Our demonstration garden
Published 6:06 pm Friday, September 8, 2023
By Mark Carroll
Western Tidewater Master Gardeners
If you have attended one of our plant sales, or taken a leisurely walk around the Blackwater Regional Library in Carrollton, you may have noticed the beautiful assortment of pollinator plants, herbaceous plants, roses, shrubs or other landscape enhancements decorating the library landscape. These are all maintained by the Western Tidewater Master Gardeners and a few gracious volunteers.
Referred to as a demonstration or learning garden, we use them to help others learn about plants and pollinators and show how a variety of plants can come together in a cohesive design that is good for the overall environmental air quality, as well as nature’s plants and animals.
To recreate the photo associated with this article, walk to the right of the library entrance, then left down the side of the library, just past the virid rosemary on your left, and you will see this scene unfold in front of you, or perhaps, depending on the visit, another scene will unfold. A pathway to a butterfly bench on the left and a walk bridge on the right and finally a secluded cabana-like structure perfect for hosting an enjoyable and semi-private family picnic on a fall day.
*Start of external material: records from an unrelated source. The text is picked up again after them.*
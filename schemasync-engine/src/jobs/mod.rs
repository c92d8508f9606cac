//! Background Jobs for SchemaSync
//!
//! Tasks that run on a timer beside the change pipeline:
//!
//! - `cache_retention`: bounds snapshots, comparison history and processed
//!   pending changes, then compacts the store
//! - `reconciliation`: full comparison for subscriptions with unprocessed
//!   changes
//!
//! # Usage
//!
//! ```ignore
//! use schemasync_engine::jobs::{cache_retention_task, RetentionConfig};
//! use tokio::sync::watch;
//!
//! let (shutdown_tx, shutdown_rx) = watch::channel(false);
//! tokio::spawn(cache_retention_task(Arc::clone(&store), RetentionConfig::default(), shutdown_rx));
//!
//! // On shutdown
//! let _ = shutdown_tx.send(true);
//! ```

pub mod cache_retention;
pub mod reconciliation;

pub use cache_retention::{
    cache_retention_task, run_retention_cycle, RetentionConfig, RetentionMetrics,
    RetentionReport, RetentionSnapshot,
};
pub use reconciliation::{
    reconciliation_task, run_reconciliation_cycle, ReconciliationConfig, ReconciliationMetrics,
    ReconciliationReport, ReconciliationSnapshot,
};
The picture, taken on the 25th of August, shows many different flowers in bloom, and with closer inspection you will no doubt see bees and bugs performing their native actions, pollinating flowers and gathering resources for the winter ahead. Note: Did you see the word “bees”? If you have an allergy, please plan accordingly; it is not so beautiful that it is worth endangering your health.
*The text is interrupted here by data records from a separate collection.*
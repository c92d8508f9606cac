//! Contracts for the external collaborators of a comparison run.
//!
//! Database introspection and project parsing live outside this crate and
//! plug in through [`SchemaSource`]. Turning two definitions into a
//! difference plugs in through [`SchemaDiffer`].

use async_trait::async_trait;
use schemasync_core::{
    DifferenceType, ObjectIdentifier, SchemaDifference, SchemaObjectSummary, SourceError,
    Subscription, Timestamp,
};

#[async_trait]
pub trait SchemaSource: Send + Sync {
    /// Capture every object currently in the subscription's database.
    async fn capture_database(
        &self,
        subscription: &Subscription,
    ) -> Result<Vec<SchemaObjectSummary>, SourceError>;

    /// Fetch the named database objects. Objects that no longer exist are
    /// omitted from the result.
    async fn fetch_database_objects(
        &self,
        subscription: &Subscription,
        objects: &[ObjectIdentifier],
    ) -> Result<Vec<SchemaObjectSummary>, SourceError>;

    /// Load the object model of the subscription's project folder.
    async fn load_project(
        &self,
        subscription: &Subscription,
    ) -> Result<Vec<SchemaObjectSummary>, SourceError>;

    /// Whether the database schema changed after `since`.
    ///
    /// Sources that cannot tell report `true`, which forces a fresh capture.
    async fn database_changed_since(
        &self,
        _subscription: &Subscription,
        _since: Timestamp,
    ) -> Result<bool, SourceError> {
        Ok(true)
    }
}

/// Turns the two sides of one object into a difference, if they differ.
pub trait SchemaDiffer: Send + Sync {
    fn diff(
        &self,
        object: &ObjectIdentifier,
        database: Option<&SchemaObjectSummary>,
        project: Option<&SchemaObjectSummary>,
    ) -> Option<SchemaDifference>;
}

/// Compares definition hashes only.
#[derive(Debug, Clone, Copy, Default)]
pub struct DefinitionHashDiffer;

impl SchemaDiffer for DefinitionHashDiffer {
    fn diff(
        &self,
        object: &ObjectIdentifier,
        database: Option<&SchemaObjectSummary>,
        project: Option<&SchemaObjectSummary>,
    ) -> Option<SchemaDifference> {
        let difference_type = match (database, project) {
            (Some(_), None) => DifferenceType::Add,
            (None, Some(_)) => DifferenceType::Delete,
            (Some(db), Some(file)) if db.definition_hash != file.definition_hash => {
                DifferenceType::Modify
            }
            _ => return None,
        };

        Some(SchemaDifference {
            object: object.clone(),
            difference_type,
            database_definition: database.map(|s| s.definition_script.clone()),
            file_definition: project.map(|s| s.definition_script.clone()),
        })
    }
}

#[cfg(test)]
mod tests {
    use super::*;
    use schemasync_core::SqlObjectType;

    fn summary(script: &str) -> SchemaObjectSummary {
        let id = ObjectIdentifier::new("dbo", "Foo", SqlObjectType::View);
        SchemaObjectSummary::new(&id, script)
    }

    #[test]
    fn test_hash_differ_classifies_sides() {
        let differ = DefinitionHashDiffer;
        let id = ObjectIdentifier::new("dbo", "Foo", SqlObjectType::View);
        let a = summary("SELECT 1");
        let b = summary("SELECT 2");

        assert_eq!(
            differ.diff(&id, Some(&a), None).map(|d| d.difference_type),
            Some(DifferenceType::Add)
        );
        assert_eq!(
            differ.diff(&id, None, Some(&a)).map(|d| d.difference_type),
            Some(DifferenceType::Delete)
        );
        assert_eq!(
            differ.diff(&id, Some(&a), Some(&b)).map(|d| d.difference_type),
            Some(DifferenceType::Modify)
        );
        assert!(differ.diff(&id, Some(&a), Some(&a)).is_none());
        assert!(differ.diff(&id, None, None).is_none());
    }

    #[test]
    fn test_difference_carries_both_definitions() {
        let id = ObjectIdentifier::new("dbo", "Foo", SqlObjectType::View);
        let difference = DefinitionHashDiffer
            .diff(&id, Some(&summary("SELECT 1")), Some(&summary("SELECT 2")))
            .expect("difference");
        assert_eq!(difference.database_definition.as_deref(), Some("SELECT 1"));
        assert_eq!(difference.file_definition.as_deref(), Some("SELECT 2"));
    }
}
Additionally, there is a large complement of butterfly pollinator plants, like milkweed. There is a healthy camellia and a variety of common and not-so-common flowering or landscape plants. Most are labeled so if you find one you have a preference for, take a picture of it in bloom and the labels so you can locate it in a local nursery, or perhaps in a future Master Gardener plant sale.
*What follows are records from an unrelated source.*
impl ChangeDebouncer {
    /// Create a debouncer and the receiver its batches are delivered on.
    ///
    /// Must be called from within a tokio runtime; window timers are spawned
    /// on it.
    pub fn new(
        config: DebounceConfig,
    ) -> Result<(Self, mpsc::Receiver<PendingChangeBatch>), ConfigError> {
        config.validate()?;
        let runtime = Handle::try_current().map_err(|e| ConfigError::InitFailed {
            component: "change debouncer".to_string(),
            reason: e.to_string(),
        })?;

        let (batch_tx, batch_rx) = mpsc::channel(config.channel_capacity);
        let debouncer = Self {
            inner: Arc::new(DebouncerInner {
                config,
                runtime,
                windows: DashMap::new(),
                batch_tx,
                stopped: AtomicBool::new(false),
                emit_gate: RwLock::new(()),
                metrics: Arc::new(DebouncerMetrics::new()),
            }),
        };
        Ok((debouncer, batch_rx))
    }

    pub fn metrics(&self) -> Arc<DebouncerMetrics> {
        Arc::clone(&self.inner.metrics)
    }

    pub fn config(&self) -> &DebounceConfig {
        &self.inner.config
    }

    pub fn is_stopped(&self) -> bool {
        self.inner.stopped.load(Ordering::SeqCst)
    }

    /// Register a change. Returns immediately.
    ///
    /// Returns `false` if the debouncer has been stopped and the change was
    /// refused.
    pub fn record_change(
        &self,
        subscription_id: SubscriptionId,
        object_identifier: impl Into<String>,
        source: ChangeSource,
        kind: ChangeKind,
        object_type: Option<SqlObjectType>,
    ) -> bool {
        self.record_event(ChangeEvent::new(
            subscription_id,
            object_identifier,
            source,
            kind,
            object_type,
        ))
    }

    /// Register an already built change event.
    pub fn record_event(&self, event: ChangeEvent) -> bool {
        let subscription_id = event.subscription_id;
        let metrics = &self.inner.metrics;

        loop {
            if self.is_stopped() {
                metrics.changes_rejected.fetch_add(1, Ordering::Relaxed);
                tracing::debug!(
                    subscription_id = %subscription_id,
                    object = %event.object_identifier,
                    "Debouncer stopped, change refused"
                );
                return false;
            }

            let window = self.window_for(subscription_id);
            let mut guard = lock_window(&window);
            if guard.closed {
                drop(guard);
                self.inner
                    .windows
                    .remove_if(&subscription_id, |_, current| Arc::ptr_eq(current, &window));
                continue;
            }
            if self.is_stopped() {
                // An empty window here was opened after shutdown swept the map.
                if guard.changes.is_empty() {
                    guard.close(subscription_id);
                    drop(guard);
                    self.inner
                        .windows
                        .remove_if(&subscription_id, |_, current| Arc::ptr_eq(current, &window));
                }
                continue;
            }

            guard.deadline = Instant::now() + self.inner.config.quiet_period;
            tracing::trace!(
                subscription_id = %subscription_id,
                object = %event.object_identifier,
                source = %event.source,
                kind = %event.kind,
                "Change recorded"
            );
            if guard.absorb(event) {
                metrics.changes_coalesced.fetch_add(1, Ordering::Relaxed);
            }
            metrics.changes_recorded.fetch_add(1, Ordering::Relaxed);
            return true;
        }
    }

    /// Current window for a subscription, opening one if none is pending.
    fn window_for(&self, subscription_id: SubscriptionId) -> SharedWindow {
        let entry = self.inner.windows.entry(subscription_id).or_insert_with(|| {
            let deadline = Instant::now() + self.inner.config.quiet_period;
            let window = Arc::new(Mutex::new(PendingWindow::new(deadline)));
            let task = self.inner.runtime.spawn(run_window_timer(
                Arc::clone(&self.inner),
                subscription_id,
                Arc::clone(&window),
            ));
            lock_window(&window).timer = Some(task.abort_handle());
            window
        });
        Arc::clone(entry.value())
    }

    /// Subscriptions with an open window.
    pub fn pending_subscriptions(&self) -> usize {
        self.inner.windows.len()
    }

    /// Number of distinct objects pending for a subscription.
    pub fn pending_changes(&self, subscription_id: SubscriptionId) -> usize {
        self.inner
            .windows
            .get(&subscription_id)
            .map(|entry| lock_window(entry.value()).changes.len())
            .unwrap_or(0)
    }

    /// Stop accepting changes and close every pending window.
    ///
    /// After this returns no further batch is emitted. Returns the number of
    /// batches flushed.
    pub async fn shutdown(&self, mode: ShutdownMode) -> usize {
        if self.inner.stopped.swap(true, Ordering::SeqCst) {
            return 0;
        }
        // Waits for timers already emitting; later timers observe `stopped`.
        let _gate = self.inner.emit_gate.write().await;

        let subscriptions: Vec<SubscriptionId> =
            self.inner.windows.iter().map(|entry| *entry.key()).collect();

        let mut pending = Vec::new();
        for subscription_id in subscriptions {
            if let Some((_, window)) = self.inner.windows.remove(&subscription_id) {
                let mut guard = lock_window(&window);
                if guard.closed {
                    continue;
                }
                pending.push(guard.close(subscription_id));
            }
        }

        let mut flushed = 0;
        for batch in pending {
            match mode {
                ShutdownMode::Flush => {
                    if self.inner.emit(batch).await {
                        flushed += 1;
                    }
                }
                ShutdownMode::Discard => {
                    self.inner
                        .metrics
                        .changes_discarded
                        .fetch_add(batch.len() as u64, Ordering::Relaxed);
                }
            }
        }

        tracing::info!(mode = ?mode, flushed, "Change debouncer stopped");
        flushed
    }
}

impl DebouncerInner {
    /// Deliver a batch. Empty batches are never sent.
    async fn emit(&self, batch: PendingChangeBatch) -> bool {
        if batch.is_empty() {
            self.metrics
                .empty_batches_skipped
                .fetch_add(1, Ordering::Relaxed);
            tracing::trace!(
                subscription_id = %batch.subscription_id,
                "Debounce window closed empty"
            );
            return false;
        }

        let subscription_id = batch.subscription_id;
        let changes = batch.len();
        match self.batch_tx.send(batch).await {
            Ok(()) => {
                self.metrics.batches_emitted.fetch_add(1, Ordering::Relaxed);
                tracing::debug!(subscription_id = %subscription_id, changes, "Batch ready");
                true
            }
            Err(_) => {
                self.metrics.batches_dropped.fetch_add(1, Ordering::Relaxed);
                tracing::warn!(
                    subscription_id = %subscription_id,
                    changes,
                    "Batch receiver closed, batch dropped"
                );
                false
            }
        }
    }
}

/// Wait out a window's quiet period and emit its batch.
async fn run_window_timer(
    inner: Arc<DebouncerInner>,
    subscription_id: SubscriptionId,
    window: SharedWindow,
) {
    loop {
        let deadline = {
            let guard = lock_window(&window);
            if guard.closed {
                return;
            }
            guard.deadline
        };
        tokio::time::sleep_until(deadline).await;

        let _gate = inner.emit_gate.read().await;
        if inner.stopped.load(Ordering::SeqCst) {
            return;
        }

        let batch = {
            let mut guard = lock_window(&window);
            if guard.closed {
                return;
            }
            if guard.deadline > Instant::now() {
                // Slid by a newer event.
                continue;
            }
            // Clear our own handle first so closing does not abort this task.
            guard.timer = None;
            guard.close(subscription_id)
        };
        inner
            .windows
            .remove_if(&subscription_id, |_, current| Arc::ptr_eq(current, &window));

        inner.emit(batch).await;
        return;
    }
}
If you really want to see what a difference purpose and intent make in gardening, I went to an online map, pulled up a street view in front of this library, and I was able to easily compare images collected in 2007, 2012 and 2023. I would say this roadside view has been transformed into something the entire community can take pride in. As our Extension Master Gardener Association grows, we hope to contribute more gardening purpose and intent throughout our area.